#### Information given:
◇ ◇ ◇ ◇ ◇

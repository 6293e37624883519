//! Local bookkeeping of messages sent from this machine.
//!
//! A single JSON file; reads degrade to an empty list and writes never fail
//! the caller. The displayed entry list is always read from the ledger.

use serde::{Deserialize, Serialize};
use std::fs::{self, File};
use std::io::{BufReader, BufWriter};
use std::path::{Path, PathBuf};

use crate::guestbook::entry::now_millis;

/// File name of the store inside the data directory.
pub const STORE_FILE_NAME: &str = "stellar-guestbook-user-messages.json";

/// A message the local user sent.
#[derive(Debug, Clone, PartialEq, Eq, Serialize, Deserialize)]
pub struct StoredMessage {
    pub id: String,
    pub sender: String,
    pub message: String,
    /// Milliseconds since the Unix epoch.
    pub timestamp: u64,
}

impl StoredMessage {
    /// A new record stamped with a fresh id and the current time.
    pub fn new(sender: impl Into<String>, message: impl Into<String>) -> Self {
        Self {
            id: uuid::Uuid::new_v4().to_string(),
            sender: sender.into(),
            message: message.into(),
            timestamp: now_millis(),
        }
    }
}

/// JSON-file store of [`StoredMessage`]s.
#[derive(Debug, Clone)]
pub struct LocalMessageStore {
    path: PathBuf,
}

impl LocalMessageStore {
    /// Store rooted at `data_dir`.
    pub fn new(data_dir: impl AsRef<Path>) -> Self {
        Self {
            path: data_dir.as_ref().join(STORE_FILE_NAME),
        }
    }

    pub fn path(&self) -> &Path {
        &self.path
    }

    /// All stored messages; empty on a missing or unreadable file.
    pub fn load(&self) -> Vec<StoredMessage> {
        match self.try_load() {
            Ok(messages) => messages,
            Err(e) => {
                tracing::debug!(path = %self.path.display(), error = %e, "Local messages unavailable");
                Vec::new()
            }
        }
    }

    /// Replace the stored list.
    pub fn save(&self, messages: &[StoredMessage]) {
        match self.try_save(messages) {
            Ok(()) => tracing::debug!(count = messages.len(), "Saved local messages"),
            Err(e) => {
                tracing::debug!(path = %self.path.display(), error = %e, "Failed to save local messages")
            }
        }
    }

    /// Add one message to the end of the stored list.
    pub fn append(&self, message: StoredMessage) {
        let mut messages = self.load();
        messages.push(message);
        self.save(&messages);
    }

    /// Remove the store file.
    pub fn clear(&self) {
        if let Err(e) = fs::remove_file(&self.path) {
            tracing::debug!(path = %self.path.display(), error = %e, "Failed to clear local messages");
        }
    }

    fn try_load(&self) -> std::io::Result<Vec<StoredMessage>> {
        let file = File::open(&self.path)?;
        Ok(serde_json::from_reader(BufReader::new(file))?)
    }

    fn try_save(&self, messages: &[StoredMessage]) -> std::io::Result<()> {
        if let Some(parent) = self.path.parent() {
            fs::create_dir_all(parent)?;
        }
        let file = File::create(&self.path)?;
        serde_json::to_writer(BufWriter::new(file), messages)?;
        Ok(())
    }
}

#[cfg(test)]
mod tests {
    use super::*;
    use tempfile::TempDir;

    #[test]
    fn test_missing_file_loads_empty() {
        let dir = TempDir::new().unwrap();
        let store = LocalMessageStore::new(dir.path());
        assert!(store.load().is_empty());
    }

    #[test]
    fn test_append_and_clear() {
        let dir = TempDir::new().unwrap();
        let store = LocalMessageStore::new(dir.path().join("nested"));

        store.append(StoredMessage::new("GABC", "first"));
        store.append(StoredMessage::new("GABC", "second"));

        let loaded = store.load();
        assert_eq!(loaded.len(), 2);
        assert_eq!(loaded[0].message, "first");
        assert_eq!(loaded[1].message, "second");
        assert_ne!(loaded[0].id, loaded[1].id);

        store.clear();
        assert!(store.load().is_empty());
        assert!(!store.path().exists());
    }

    #[test]
    fn test_corrupt_file_loads_empty() {
        let dir = TempDir::new().unwrap();
        let store = LocalMessageStore::new(dir.path());
        fs::write(store.path(), "{not json").unwrap();
        assert!(store.load().is_empty());

        // A corrupt file is overwritten by the next append.
        store.append(StoredMessage::new("GABC", "hello"));
        assert_eq!(store.load().len(), 1);
    }
}
//! Display formatting and view models.

use chrono::{DateTime, Utc};

use crate::guestbook::entry::GuestbookEntry;

/// Skeleton rows shown while entries load.
pub const SKELETON_ROWS: usize = 3;

/// Text shown when the guestbook has no entries.
pub const EMPTY_TEXT: &str = "No messages yet. Would you like to leave the first one?";

/// Shown in place of a timestamp that cannot be represented.
pub const INVALID_DATE: &str = "Invalid date";

/// Shorten a sender for list rows: `first6...last4`.
pub fn truncate_sender(sender: &str) -> String {
    truncate(sender, 6, 4)
}

/// Shorten an address for the connection panel: `first8...last8`.
pub fn truncate_address(address: &str) -> String {
    truncate(address, 8, 8)
}

fn truncate(value: &str, head: usize, tail: usize) -> String {
    let chars: Vec<char> = value.chars().collect();
    if chars.len() <= head + tail {
        return value.to_string();
    }
    let start: String = chars[..head].iter().collect();
    let end: String = chars[chars.len() - tail..].iter().collect();
    format!("{}...{}", start, end)
}

/// Absolute time, e.g. `Nov 14, 2023, 22:13` (UTC).
pub fn format_timestamp(timestamp_ms: u64) -> String {
    i64::try_from(timestamp_ms)
        .ok()
        .and_then(DateTime::<Utc>::from_timestamp_millis)
        .map(|dt| dt.format("%b %-d, %Y, %H:%M").to_string())
        .unwrap_or_else(|| INVALID_DATE.to_string())
}

/// Coarse time relative to `now_ms`, e.g. `3 hours ago`.
pub fn relative_time(timestamp_ms: u64, now_ms: u64) -> String {
    let secs = now_ms.saturating_sub(timestamp_ms) / 1000;
    let (amount, unit) = match secs {
        0..=59 => return "just now".to_string(),
        60..=3_599 => (secs / 60, "minute"),
        3_600..=86_399 => (secs / 3_600, "hour"),
        _ => (secs / 86_400, "day"),
    };
    if amount == 1 {
        format!("1 {} ago", unit)
    } else {
        format!("{} {}s ago", amount, unit)
    }
}

pub fn explorer_account_url(explorer: &str, account: &str) -> String {
    format!("{}/account/{}", explorer.trim_end_matches('/'), account)
}

pub fn explorer_contract_url(explorer: &str, contract: &str) -> String {
    format!("{}/contract/{}", explorer.trim_end_matches('/'), contract)
}

/// Wallet connection panel.
#[derive(Debug, Clone, PartialEq, Eq)]
pub enum ConnectionPanel {
    Disconnected,
    Connected {
        address: String,
        short_address: String,
        explorer_url: String,
    },
}

/// Message form as rendered.
#[derive(Debug, Clone, PartialEq, Eq)]
pub struct FormView {
    pub text: String,
    pub counter: String,
    pub disabled: bool,
    pub submitting: bool,
    pub error: Option<String>,
}

/// One rendered entry.
#[derive(Debug, Clone, PartialEq, Eq)]
pub struct EntryRow {
    pub id: String,
    pub sender: String,
    pub short_sender: String,
    pub message: String,
    pub time: String,
    pub relative_time: String,
}

impl EntryRow {
    pub fn from_entry(entry: &GuestbookEntry, now_ms: u64) -> Self {
        Self {
            id: entry.id.clone(),
            sender: entry.sender.clone(),
            short_sender: truncate_sender(&entry.sender),
            message: entry.message.clone(),
            time: format_timestamp(entry.timestamp),
            relative_time: relative_time(entry.timestamp, now_ms),
        }
    }
}

/// Entry list as rendered.
#[derive(Debug, Clone, PartialEq, Eq)]
pub enum EntryListView {
    Loading { skeleton_rows: usize },
    Empty { text: &'static str },
    Entries { rows: Vec<EntryRow>, sample: bool },
}

impl EntryListView {
    pub fn build(entries: &[GuestbookEntry], is_loading: bool, sample: bool, now_ms: u64) -> Self {
        if is_loading {
            EntryListView::Loading {
                skeleton_rows: SKELETON_ROWS,
            }
        } else if entries.is_empty() {
            EntryListView::Empty { text: EMPTY_TEXT }
        } else {
            EntryListView::Entries {
                rows: entries
                    .iter()
                    .map(|entry| EntryRow::from_entry(entry, now_ms))
                    .collect(),
                sample,
            }
        }
    }
}

#[cfg(test)]
mod tests {
    use super::*;

    const ACCOUNT: &str = "GAIH3ULLFQ4DGSECF2AR555KZ4KNDGEKN4AFI4SU2M7B43MGK3QJZNSR";

    #[test]
    fn test_truncation() {
        assert_eq!(truncate_sender(ACCOUNT), "GAIH3U...ZNSR");
        assert_eq!(truncate_address(ACCOUNT), "GAIH3ULL...K3QJZNSR");
        assert_eq!(truncate_sender("Unknown"), "Unknown");
        assert_eq!(truncate_sender("ABCDEFGHIJ"), "ABCDEFGHIJ");
        assert_eq!(truncate_sender("ABCDEFGHIJK"), "ABCDEF...HIJK");
    }

    #[test]
    fn test_format_timestamp() {
        assert_eq!(format_timestamp(1_700_000_000_000), "Nov 14, 2023, 22:13");
        assert_eq!(format_timestamp(0), "Jan 1, 1970, 00:00");
        assert_eq!(format_timestamp(u64::MAX), INVALID_DATE);
    }

    #[test]
    fn test_relative_time() {
        let now = 1_700_000_000_000;
        assert_eq!(relative_time(now, now), "just now");
        assert_eq!(relative_time(now + 5_000, now), "just now");
        assert_eq!(relative_time(now - 60_000, now), "1 minute ago");
        assert_eq!(relative_time(now - 7_200_000, now), "2 hours ago");
        assert_eq!(relative_time(now - 3 * 86_400_000, now), "3 days ago");
    }

    #[test]
    fn test_explorer_urls() {
        let base = "https://stellar.expert/explorer/testnet/";
        assert_eq!(
            explorer_account_url(base, "GABC"),
            "https://stellar.expert/explorer/testnet/account/GABC"
        );
        assert!(explorer_contract_url(base, "CABC").ends_with("/contract/CABC"));
    }

    #[test]
    fn test_list_states() {
        assert_eq!(
            EntryListView::build(&[], true, false, 0),
            EntryListView::Loading { skeleton_rows: 3 }
        );
        assert_eq!(
            EntryListView::build(&[], false, false, 0),
            EntryListView::Empty { text: EMPTY_TEXT }
        );

        let entry = GuestbookEntry {
            id: "contract-0".to_string(),
            sender: ACCOUNT.to_string(),
            message: "hi".to_string(),
            timestamp: 1_700_000_000_000,
        };
        match EntryListView::build(&[entry], false, true, 1_700_000_000_000) {
            EntryListView::Entries { rows, sample } => {
                assert!(sample);
                assert_eq!(rows[0].short_sender, "GAIH3U...ZNSR");
                assert_eq!(rows[0].relative_time, "just now");
            }
            other => panic!("unexpected view {:?}", other),
        }
    }
}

◇ ◇ ◇ ◇ ◇

#### Goal of the exercise:
Determine how many lines of the data include the word "bool". Reply with the count and no other text.

#### Answer to this problem:
4